Es hat sich alles verändert. Es findet so viel hemmungslose Gewalt statt. Auch innerhalb meiner Community. Es ist so viel Druck und Bekenntniszwang da wie noch nie. Muslimische Identität wird daran gekoppelt, ob man pro palästinensisch ist oder nicht. Gleichzeitig wird deutsche Identität daran gekoppelt, ob man pro israelisch ist oder nicht. Es geht nur noch um Positionierung und Ausgrenzung.

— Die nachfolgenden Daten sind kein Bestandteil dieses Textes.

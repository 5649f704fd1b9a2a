use bytes::Bytes;
use chrono::{DateTime, Utc};
use serde::{Deserialize, Serialize};

use crate::error::{GearmanError, Result};

/// `time_to_run` value for jobs that may run as soon as a worker asks.
pub const EPOCH_IMMEDIATE: i64 = -1;

/// Current wall-clock time in epoch seconds.
pub fn now_epoch() -> i64 {
    Utc::now().timestamp()
}

#[derive(Debug, Clone, Copy, PartialEq, Eq, Hash, Serialize, Deserialize)]
pub enum JobPriority {
    High,
    Normal,
    Low,
}

impl JobPriority {
    pub const ALL: [JobPriority; 3] = [JobPriority::High, JobPriority::Normal, JobPriority::Low];
}

impl std::fmt::Display for JobPriority {
    fn fmt(&self, f: &mut std::fmt::Formatter<'_>) -> std::fmt::Result {
        match self {
            JobPriority::High => write!(f, "high"),
            JobPriority::Normal => write!(f, "normal"),
            JobPriority::Low => write!(f, "low"),
        }
    }
}

#[derive(Debug, Clone, Copy, PartialEq, Eq, Serialize, Deserialize)]
pub enum JobState {
    Queued,
    Working,
    Complete,
    /// Never stored on a job; reported for handles that are not tracked.
    Unknown,
}

impl std::fmt::Display for JobState {
    fn fmt(&self, f: &mut std::fmt::Formatter<'_>) -> std::fmt::Result {
        match self {
            JobState::Queued => write!(f, "queued"),
            JobState::Working => write!(f, "working"),
            JobState::Complete => write!(f, "complete"),
            JobState::Unknown => write!(f, "unknown"),
        }
    }
}

/// What to do with a job whose worker went away.
#[derive(Debug, Clone, Copy, PartialEq, Eq)]
pub enum JobAction {
    Reenqueue,
    MarkComplete,
    DoNothing,
}

/// Deduplication key: unique IDs are only unique within a function.
#[derive(Debug, Clone, PartialEq, Eq, Hash, Serialize, Deserialize)]
pub struct JobKey {
    pub function_name: String,
    pub unique_id: String,
}

impl JobKey {
    pub fn new(function_name: impl Into<String>, unique_id: impl Into<String>) -> Self {
        Self {
            function_name: function_name.into(),
            unique_id: unique_id.into(),
        }
    }
}

impl std::fmt::Display for JobKey {
    fn fmt(&self, f: &mut std::fmt::Formatter<'_>) -> std::fmt::Result {
        write!(f, "{}/{}", self.function_name, self.unique_id)
    }
}

/// Point-in-time progress report for a job handle.
#[derive(Debug, Clone, PartialEq, Eq, Serialize)]
pub struct JobStatus {
    pub job_handle: String,
    pub state: JobState,
    pub numerator: u32,
    pub denominator: u32,
}

impl JobStatus {
    pub fn unknown(job_handle: impl Into<String>) -> Self {
        Self {
            job_handle: job_handle.into(),
            state: JobState::Unknown,
            numerator: 0,
            denominator: 0,
        }
    }

    /// True while the broker still tracks the handle.
    pub fn is_known(&self) -> bool {
        self.state != JobState::Unknown
    }

    pub fn is_running(&self) -> bool {
        self.state == JobState::Working
    }

    /// True once a worker has reported a non-zero denominator.
    pub fn has_progress(&self) -> bool {
        self.denominator != 0
    }
}

/// A unit of work submitted by a client.
///
/// Identity and payload are plain fields; the run state and progress only
/// change through the transition methods so a completed job stays frozen.
#[derive(Debug, Clone)]
pub struct Job {
    pub function_name: String,
    pub unique_id: String,
    /// Empty until the broker stores the job.
    pub job_handle: String,
    pub data: Bytes,
    pub priority: JobPriority,
    pub background: bool,
    /// Epoch seconds, or [`EPOCH_IMMEDIATE`].
    pub time_to_run: i64,
    pub created_at: DateTime<Utc>,
    state: JobState,
    numerator: u32,
    denominator: u32,
}

impl Job {
    pub fn new(
        function_name: impl Into<String>,
        unique_id: impl Into<String>,
        data: impl Into<Bytes>,
    ) -> Self {
        Self {
            function_name: function_name.into(),
            unique_id: unique_id.into(),
            job_handle: String::new(),
            data: data.into(),
            priority: JobPriority::Normal,
            background: false,
            time_to_run: EPOCH_IMMEDIATE,
            created_at: Utc::now(),
            state: JobState::Queued,
            numerator: 0,
            denominator: 0,
        }
    }

    pub fn with_priority(mut self, priority: JobPriority) -> Self {
        self.priority = priority;
        self
    }

    pub fn with_background(mut self, background: bool) -> Self {
        self.background = background;
        self
    }

    pub fn with_time_to_run(mut self, time_to_run: i64) -> Self {
        self.time_to_run = time_to_run;
        self
    }

    pub fn with_handle(mut self, job_handle: impl Into<String>) -> Self {
        self.job_handle = job_handle.into();
        self
    }

    pub fn key(&self) -> JobKey {
        JobKey::new(self.function_name.clone(), self.unique_id.clone())
    }

    pub fn state(&self) -> JobState {
        self.state
    }

    pub fn numerator(&self) -> u32 {
        self.numerator
    }

    pub fn denominator(&self) -> u32 {
        self.denominator
    }

    pub fn status(&self) -> JobStatus {
        JobStatus {
            job_handle: self.job_handle.clone(),
            state: self.state,
            numerator: self.numerator,
            denominator: self.denominator,
        }
    }

    pub fn is_running(&self) -> bool {
        self.state == JobState::Working
    }

    pub fn is_complete(&self) -> bool {
        self.state == JobState::Complete
    }

    pub fn is_ready_at(&self, now: i64) -> bool {
        self.time_to_run <= now
    }

    pub fn is_ready(&self) -> bool {
        self.is_ready_at(now_epoch())
    }

    /// QUEUED -> WORKING. Any other starting state is rejected.
    pub fn mark_working(&mut self) -> Result<()> {
        match self.state {
            JobState::Queued => {
                self.state = JobState::Working;
                Ok(())
            }
            from => Err(GearmanError::IllegalStateTransition {
                from,
                to: JobState::Working,
            }),
        }
    }

    /// WORKING -> QUEUED. Returns `Ok(false)` when the job was already
    /// queued and nothing needs to be re-inserted.
    pub fn requeue(&mut self) -> Result<bool> {
        match self.state {
            JobState::Working => {
                self.state = JobState::Queued;
                Ok(true)
            }
            JobState::Queued => Ok(false),
            from => Err(GearmanError::IllegalStateTransition {
                from,
                to: JobState::Queued,
            }),
        }
    }

    /// Terminal transition; repeated calls are no-ops.
    pub fn complete(&mut self) {
        self.state = JobState::Complete;
    }

    /// Records worker progress. Ignored once the job is complete.
    pub fn set_progress(&mut self, numerator: u32, denominator: u32) -> bool {
        if self.is_complete() {
            return false;
        }
        self.numerator = numerator;
        self.denominator = denominator;
        true
    }
}

/// Two submissions are the same job when function, unique ID, payload,
/// priority and background flag all match; handle and run state are ignored.
impl PartialEq for Job {
    fn eq(&self, other: &Self) -> bool {
        self.function_name == other.function_name
            && self.unique_id == other.unique_id
            && self.data == other.data
            && self.priority == other.priority
            && self.background == other.background
    }
}

impl Eq for Job {}

#[cfg(test)]
mod tests {
    use super::*;

    #[test]
    fn new_job_defaults() {
        let job = Job::new("reverse", "abc", "payload");
        assert_eq!(job.state(), JobState::Queued);
        assert_eq!(job.priority, JobPriority::Normal);
        assert!(!job.background);
        assert_eq!(job.time_to_run, EPOCH_IMMEDIATE);
        assert!(job.job_handle.is_empty());
        assert!(job.is_ready());
    }

    #[test]
    fn state_machine_happy_path() {
        let mut job = Job::new("reverse", "abc", "payload");
        job.mark_working().unwrap();
        assert!(job.is_running());
        job.complete();
        assert!(job.is_complete());
        job.complete();
        assert!(job.is_complete());
    }

    #[test]
    fn requeue_transitions() {
        let mut job = Job::new("reverse", "abc", "payload");
        assert!(!job.requeue().unwrap());

        job.mark_working().unwrap();
        assert!(job.requeue().unwrap());
        assert_eq!(job.state(), JobState::Queued);

        job.complete();
        let err = job.requeue().unwrap_err();
        assert!(matches!(
            err,
            GearmanError::IllegalStateTransition {
                from: JobState::Complete,
                to: JobState::Queued
            }
        ));
    }

    #[test]
    fn cannot_start_twice() {
        let mut job = Job::new("reverse", "abc", "payload");
        job.mark_working().unwrap();
        assert!(job.mark_working().is_err());
    }

    #[test]
    fn progress_frozen_after_completion() {
        let mut job = Job::new("reverse", "abc", "payload");
        assert!(job.set_progress(1, 4));
        job.complete();
        assert!(!job.set_progress(3, 4));
        assert_eq!(job.numerator(), 1);
        assert_eq!(job.denominator(), 4);
    }

    #[test]
    fn equality_ignores_handle_and_state() {
        let a = Job::new("reverse", "abc", "payload").with_handle("host:1");
        let mut b = Job::new("reverse", "abc", "payload");
        b.mark_working().unwrap();
        assert_eq!(a, b);

        let c = Job::new("reverse", "abc", "other");
        assert_ne!(a, c);
    }

    #[test]
    fn epoch_readiness() {
        let job = Job::new("reverse", "abc", "x").with_time_to_run(1_000);
        assert!(!job.is_ready_at(999));
        assert!(job.is_ready_at(1_000));
    }

    #[test]
    fn unknown_status() {
        let status = JobStatus::unknown("host:9");
        assert!(!status.is_known());
        assert!(!status.is_running());
        assert!(!status.has_progress());
    }
}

Es findet ein krasses Lagerdenken statt und die Räume der Reflexion und des Austausches werden immer weniger und kleiner. Ich habe letztes Jahr ein Theaterprojekt mit jüdischen und muslimischen Jugendlichen durchgeführt. Das scheint mir wie eine Begegnung aus einer anderen Zeit zu sein, als würde das 50 Jahre zurückliegen. Das macht mir riesige Angst, weil kein selbstkritischer und kritischer Diskurs stattfindet. Es herrscht so eine Stimmung nach dem Motto: Der, der die Schlägerei gewinnt, der hat Recht. Alle rüsten auf und zeigen nur noch Härte. Da muss man echt aufpassen, dass man seine Empathie und Menschlichkeit nicht verliert.
Die 15 Thesen der Initiative kulturelle Integration tragen den Titel „Zusammenhalt in Vielfalt“. Was bedeutet für Sie „Zusammenhalt in Vielfalt“ und welche der 15 Thesen ist Ihre „Lieblingsthese“?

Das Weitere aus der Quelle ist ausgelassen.